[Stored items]
********

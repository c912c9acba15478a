use std::path::{Path, PathBuf};

use async_trait::async_trait;
use futures::StreamExt;
use tokio::fs::{self, File};
use tokio::io::AsyncWriteExt;
use tracing::debug;

use crate::{ByteStream, Download, Error};

/// Filesystem download sink.
///
/// Each delivered file is written to `{dir}/{filename}`. The directory is
/// created on first use. Data is streamed into a hidden temp file next to the
/// target and only renamed into place once every chunk has been written, so a
/// failed download never leaves a truncated file behind. Path separators in the file name are replaced so a
/// report title can never escape the directory.
pub struct FsDownload {
  dir: PathBuf,
}

impl FsDownload {
  pub fn new(dir: impl Into<PathBuf>) -> Self {
    Self { dir: dir.into() }
  }

  pub fn dir(&self) -> &Path {
    &self.dir
  }

  /// Path a file delivered under `filename` ends up at.
  pub fn target_path(&self, filename: &str) -> PathBuf {
    self.dir.join(sanitize(filename))
  }
}

#[async_trait]
impl Download for FsDownload {
  async fn save(&self, data: ByteStream, content_type: &str, filename: &str) -> Result<(), Error> {
    let path = self.target_path(filename);
    debug!(path = %path.display(), content_type, "saving download");

    fs::create_dir_all(&self.dir).await?;

    // Removed on drop unless persisted.
    let partial = tempfile::Builder::new()
      .prefix(".download-")
      .tempfile_in(&self.dir)?
      .into_temp_path();

    let mut file = File::create(&partial).await?;
    let mut stream = std::pin::pin!(data);

    while let Some(chunk) = stream.next().await {
      let bytes = chunk?;
      file.write_all(&bytes).await?;
    }

    file.flush().await?;
    drop(file);

    partial.persist(&path).map_err(|e| Error::Io(e.error))?;
    Ok(())
  }
}

fn sanitize(filename: &str) -> String {
  let name: String = filename
    .chars()
    .map(|c| match c {
      '/' | '\\' | '\0' => '_',
      c => c,
    })
    .collect();

  match name.as_str() {
    "" | "." | ".." => "_".to_string(),
    _ => name,
  }
}

#[cfg(test)]
mod tests {
  use super::*;
  use bytes::Bytes;

  fn stream_of(chunks: &[&'static [u8]]) -> ByteStream {
    let items: Vec<Result<Bytes, Error>> =
      chunks.iter().map(|c| Ok(Bytes::from_static(c))).collect();
    Box::pin(futures::stream::iter(items))
  }

  #[test]
  fn test_sanitize() {
    assert_eq!(sanitize("Orders2024.csv"), "Orders2024.csv");
    assert_eq!(sanitize("../etc/passwd"), ".._etc_passwd");
    assert_eq!(sanitize(".."), "_");
  }

  #[tokio::test]
  async fn test_save_writes_all_chunks() {
    let dir = tempfile::tempdir().unwrap();
    let download = FsDownload::new(dir.path().join("downloads"));

    download
      .save(stream_of(&[b"code,", b"total\n"]), "text/csv", "Orders2024.csv")
      .await
      .expect("save should succeed");

    let content = std::fs::read(download.target_path("Orders2024.csv")).unwrap();
    assert_eq!(content, b"code,total\n");
  }

  #[tokio::test]
  async fn test_save_propagates_stream_error() {
    let dir = tempfile::tempdir().unwrap();
    let download = FsDownload::new(dir.path());

    let items: Vec<Result<Bytes, Error>> = vec![
      Ok(Bytes::from_static(b"partial")),
      Err(Error::Io(std::io::Error::other("truncated read"))),
    ];
    let result = download
      .save(Box::pin(futures::stream::iter(items)), "text/csv", "r.csv")
      .await;

    assert!(matches!(result, Err(Error::Io(_))));
    assert!(!download.target_path("r.csv").exists());
    let leftovers: Vec<_> = std::fs::read_dir(dir.path()).unwrap().collect();
    assert!(leftovers.is_empty(), "unexpected files: {:?}", leftovers);
  }

  #[tokio::test]
  async fn test_failed_save_keeps_previous_download() {
    let dir = tempfile::tempdir().unwrap();
    let download = FsDownload::new(dir.path());
    std::fs::write(download.target_path("r.csv"), b"code\nA-1\n").unwrap();

    let items: Vec<Result<Bytes, Error>> = vec![
      Ok(Bytes::from_static(b"code\n")),
      Err(Error::Io(std::io::Error::other("truncated read"))),
    ];
    let result = download
      .save(Box::pin(futures::stream::iter(items)), "text/csv", "r.csv")
      .await;

    assert!(result.is_err());
    let content = std::fs::read(download.target_path("r.csv")).unwrap();
    assert_eq!(content, b"code\nA-1\n");
  }

  #[tokio::test]
  async fn test_save_replaces_existing_file() {
    let dir = tempfile::tempdir().unwrap();
    let download = FsDownload::new(dir.path());
    std::fs::write(download.target_path("r.csv"), b"stale contents").unwrap();

    download
      .save(stream_of(&[b"fresh"]), "text/csv", "r.csv")
      .await
      .expect("save should succeed");

    let content = std::fs::read(download.target_path("r.csv")).unwrap();
    assert_eq!(content, b"fresh");
  }
}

********

**To do**. Search the records for the word "PathBuf". Copy each line where it appears.

**Reply to the task**.
use std::path::{Path, PathBuf};
  dir: PathBuf,
  pub fn new(dir: impl Into<PathBuf>) -> Self {
  pub fn target_path(&self, filename: &str) -> PathBuf {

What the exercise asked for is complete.